Satyajit Ray was born on May 2, 1921, in an intellectual and affluent family in Calcutta. His father’s name was Sukumar Ray and his mother’s name was Suprabha Ray. His grandfather, Upendrakishore Ray was a distinguished writer, painter, a violin player and a composer. He was also a pioneer in half-tone block making and founded one of the finest presses in the country – U. Ray & Sons. In 1880s, Ray family had embraced ‘Brahmo Samaj’, sect within Hindu society. The progressive outlook of the Brahmo Samaj strongly influenced Satyajit Ray’s work.
In 1923, when Satyajit was only 2-years-old his father Sukumar Ray died of kala-azar. In 1926, about three years after his father’s death, the ancestral printing business changed hands and Satyajit and his mother had to move out of their spacious house. Satyajit Ray moved to his maternal uncle’s house along with his mother.

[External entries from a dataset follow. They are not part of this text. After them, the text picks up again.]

//! Bare-hypervisor backend: images and volumes are files under the state
//! directory, instances are qemu processes.
//!
//! ```text
//! <state>/qemu/images.json
//! <state>/qemu/instances.json
//! <state>/qemu/volumes.json
//! <state>/qemu/images/<id>/boot.qcow2
//! <state>/qemu/instances/<id>/serial.log
//! <state>/qemu/volumes/<id>.img
//! <state>/qemu/tmp/
//! ```

use crate::launcher::{DiskSpec, LaunchSpec, QemuLauncher, VmLauncher};
use crate::staging::{prepare_disk, run_spec_for_layout};
use async_trait::async_trait;
use chrono::Utc;
use serde::{Deserialize, Serialize};
use std::collections::BTreeMap;
use std::path::{Path, PathBuf};
use std::sync::Arc;
use tracing::{debug, info, warn};
use unikit_core::{
    EntityKind, Image, ImageFormat, Instance, InstanceLogger, InstanceState, Provider,
    ProviderConfig, QemuConfig, RawImage, Result, RunInstanceParams, StageOptions, UnikitError,
    Volume, VolumeAttachment, VolumeSource, resolve,
};
use unikit_storage::{DiskConverter, JsonStore, QemuImgConverter, remove_volume_file, write_volume_file};
use uuid::Uuid;

pub const QEMU_PROVIDER: &str = "qemu";
const BOOT_DISK: &str = "boot.qcow2";

#[derive(Debug, Clone, Serialize, Deserialize)]
struct InstanceRecord {
    #[serde(flatten)]
    instance: Instance,
    pid: Option<u32>,
}

pub struct QemuProvider {
    state_dir: PathBuf,
    config: QemuConfig,
    converter: Arc<dyn DiskConverter>,
    launcher: Arc<dyn VmLauncher>,
    images: JsonStore<Image>,
    instances: JsonStore<InstanceRecord>,
    volumes: JsonStore<Volume>,
}

impl QemuProvider {
    /// Provider using the real `qemu-img` and `qemu-system-*` binaries.
    pub async fn new(state_dir: PathBuf, config: QemuConfig) -> Result<Self> {
        let converter = Arc::new(QemuImgConverter::new(config.qemu_img_binary.clone()));
        let launcher = Arc::new(QemuLauncher::new(
            config.qemu_binary.clone(),
            config.accel.clone(),
        ));
        Self::with_backends(state_dir, config, converter, launcher).await
    }

    pub async fn with_backends(
        state_dir: PathBuf,
        config: QemuConfig,
        converter: Arc<dyn DiskConverter>,
        launcher: Arc<dyn VmLauncher>,
    ) -> Result<Self> {
        tokio::fs::create_dir_all(&state_dir).await?;
        let images = JsonStore::open(state_dir.join("images.json")).await?;
        let instances = JsonStore::open(state_dir.join("instances.json")).await?;
        let volumes = JsonStore::open(state_dir.join("volumes.json")).await?;
        debug!("QEMU provider state at {}", state_dir.display());

        Ok(Self {
            state_dir,
            config,
            converter,
            launcher,
            images,
            instances,
            volumes,
        })
    }

    fn image_dir(&self, id: &str) -> PathBuf {
        self.state_dir.join("images").join(id)
    }

    fn instance_dir(&self, id: &str) -> PathBuf {
        self.state_dir.join("instances").join(id)
    }

    fn volume_path(&self, id: &str) -> PathBuf {
        self.state_dir.join("volumes").join(format!("{id}.img"))
    }

    fn work_dir(&self) -> PathBuf {
        self.state_dir.join("tmp")
    }

    fn logger(&self, instance: &Instance) -> InstanceLogger {
        InstanceLogger::new(
            instance.name.clone(),
            self.instance_dir(&instance.id).join("serial.log"),
        )
    }

    /// Current view of a record: a running instance whose process is gone
    /// is reported as stopped.
    fn observed(&self, record: &InstanceRecord) -> Instance {
        let mut instance = record.instance.clone();
        if instance.state == InstanceState::Running
            && !record.pid.is_some_and(|pid| self.launcher.is_alive(pid))
        {
            instance.state = InstanceState::Stopped;
        }
        instance
    }

    async fn instance_record(&self, name_or_id_prefix: &str) -> Result<InstanceRecord> {
        let instance = self.get_instance(name_or_id_prefix).await?;
        self.instances
            .get(&instance.id)
            .await
            .ok_or_else(|| UnikitError::not_found(EntityKind::Instance, name_or_id_prefix))
    }

    fn running_pid(&self, record: &InstanceRecord) -> Option<u32> {
        record.pid.filter(|pid| self.launcher.is_alive(*pid))
    }

    async fn launch_spec(&self, instance: &Instance) -> Result<LaunchSpec> {
        let image = self
            .images
            .get(&instance.image_id)
            .await
            .ok_or_else(|| UnikitError::not_found(EntityKind::Image, &instance.image_id))?;

        let mut disks = vec![DiskSpec {
            path: PathBuf::from(&image.location),
            format: ImageFormat::Qcow2,
        }];
        for mapping in &image.run_spec.device_mappings {
            if let Some(volume_id) = instance.mounts.get(&mapping.mount_point) {
                disks.push(DiskSpec {
                    path: self.volume_path(volume_id),
                    format: ImageFormat::Raw,
                });
            }
        }

        Ok(LaunchSpec {
            instance_id: instance.id.clone(),
            name: instance.name.clone(),
            disks,
            storage_driver: image.run_spec.storage_driver,
            memory_mb: self
                .config
                .memory_mb
                .unwrap_or(image.run_spec.default_instance_memory),
            env: instance.env.clone(),
            log_file: self.logger(instance).path().to_path_buf(),
            work_dir: self.instance_dir(&instance.id),
        })
    }

    /// Boots `instance` and records it as running.
    async fn boot(&self, instance: &Instance) -> Result<()> {
        let logger = self.logger(instance);
        logger.init().await?;
        logger.info("Starting instance").await?;

        let spec = self.launch_spec(instance).await?;
        let pid = self.launcher.launch(&spec).await?;
        info!("Instance {} running as pid {}", instance.name, pid);

        let recorded = self
            .instances
            .update(|records| {
                let record = records
                    .get_mut(&instance.id)
                    .ok_or_else(|| UnikitError::not_found(EntityKind::Instance, &instance.id))?;
                record.instance.state = InstanceState::Running;
                record.pid = Some(pid);
                Ok(())
            })
            .await;

        if let Err(e) = recorded {
            if let Err(kill_err) = self.launcher.terminate(pid).await {
                warn!("Failed to terminate unrecorded pid {}: {}", pid, kill_err);
            }
            return Err(e);
        }
        Ok(())
    }

    async fn set_stopped(&self, id: &str) -> Result<()> {
        self.instances
            .update(|records| {
                if let Some(record) = records.get_mut(id) {
                    record.instance.state = InstanceState::Stopped;
                    record.pid = None;
                }
                Ok(())
            })
            .await
    }

    /// Marks `volume_id` attached, failing if it already is.
    async fn record_attachment(&self, volume_id: &str, instance_id: &str, mount_point: &str) -> Result<()> {
        self.volumes
            .update(|volumes| {
                let volume = volumes
                    .get_mut(volume_id)
                    .ok_or_else(|| UnikitError::not_found(EntityKind::Volume, volume_id))?;
                if let Some(attachment) = &volume.attachment {
                    return Err(UnikitError::conflict(
                        EntityKind::Volume,
                        volume_id,
                        format!("already attached to instance {}", attachment.instance_id),
                    ));
                }
                volume.attachment = Some(VolumeAttachment {
                    instance_id: instance_id.to_string(),
                    mount_point: mount_point.to_string(),
                });
                Ok(())
            })
            .await
    }

    /// A running qemu process keeps its volume files open until it exits.
    async fn ensure_not_in_use(&self, volume: &Volume, attachment: &VolumeAttachment) -> Result<()> {
        let Some(record) = self.instances.get(&attachment.instance_id).await else {
            return Ok(());
        };
        if self.running_pid(&record).is_some() {
            return Err(UnikitError::conflict(
                EntityKind::Volume,
                &volume.id,
                format!(
                    "in use by running instance {}; stop it first",
                    record.instance.name
                ),
            ));
        }
        Ok(())
    }

    async fn clear_attachment(&self, volume_id: &str) -> Result<()> {
        self.volumes
            .update(|volumes| {
                if let Some(volume) = volumes.get_mut(volume_id) {
                    volume.attachment = None;
                }
                Ok(())
            })
            .await
    }

    /// Undoes a partially created instance. Failures are logged only.
    async fn roll_back_instance(&self, instance_id: &str, attached: &[String]) {
        for volume_id in attached {
            if let Err(e) = self.clear_attachment(volume_id).await {
                warn!("Failed to roll back attachment of volume {}: {}", volume_id, e);
            }
        }
        if let Err(e) = self.instances.remove(instance_id).await {
            warn!("Failed to remove instance record {}: {}", instance_id, e);
        }
        if let Err(e) = tokio::fs::remove_dir_all(self.instance_dir(instance_id)).await {
            if e.kind() != std::io::ErrorKind::NotFound {
                warn!("Failed to remove instance dir {}: {}", instance_id, e);
            }
        }
    }

    async fn attach_all(&self, instance: &Instance, attached: &mut Vec<String>) -> Result<()> {
        for (mount_point, volume_id) in &instance.mounts {
            self.record_attachment(volume_id, &instance.id, mount_point)
                .await?;
            attached.push(volume_id.clone());
        }
        Ok(())
    }

    async fn persist_image(&self, image: &Image, disk: unikit_storage::TempArtifact) -> Result<()> {
        let image_dir = self.image_dir(&image.id);
        tokio::fs::create_dir_all(&image_dir).await?;
        disk.persist(Path::new(&image.location)).await?;
        self.images.insert(&image.id, image.clone()).await
    }

    async fn remove_image_dir(&self, id: &str) -> Result<()> {
        match tokio::fs::remove_dir_all(self.image_dir(id)).await {
            Ok(()) => Ok(()),
            Err(e) if e.kind() == std::io::ErrorKind::NotFound => Ok(()),
            Err(e) => Err(e.into()),
        }
    }
}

At an age of eight, Satyajit joined Ballygunj Government School. He was an average student. While he was at school he developed interest in films. He regularly read Hollywood trivia in magazines and also developed interest in Western classical music. In 1936, Satyajit Ray passed his matriculation and joined Presidency College for further studies. He graduated in economics in 1939. He decided to give up further studies.
Satyajit Ray had a natural flair for drawing and he wanted to become a commercial artist. At the suggestion of his mother he joined Rabindranath Tagore’s Vishva-Bharati University at Shantiniketan in 1940. Trips to nearby villages for sketching exercises, were his first encounters with rural India. During this period, he discovered the
oriental art-Indian sculpture and miniature painting, Japanese woodcuts and Chinese landscapes et al.
At Shantiniketan, Satyajit Ray also found means to pursue his interest in music and films. A German Jew, professor of English, had a collection of western classical records. Ray would often listen to music at his cottage in the evenings. He also found books on cinema in the university library. In 1942, Satyajit Ray left Shantiniketan.
In April 1943, Satyajit Ray joined a British-run advertising agency, D.J. Keymer, as a junior visualizer. Within a few years, he rose to be its art director. In 1948, he married Bijoya Das, a former actress/singer who also happened to be his cousin. In 1950, Satyajit Ray went on a business trip to London, along with his wife. With him, he was carrying a notebook in which he had made some notes on making a film of Pather Panchali. He wanted the film to be shot on actual locations, no make-up with new faces. Shooting on locations with unknown actors was thought be a totally unfeasible idea in those times and he received negative reaction from most of his friends in this regard.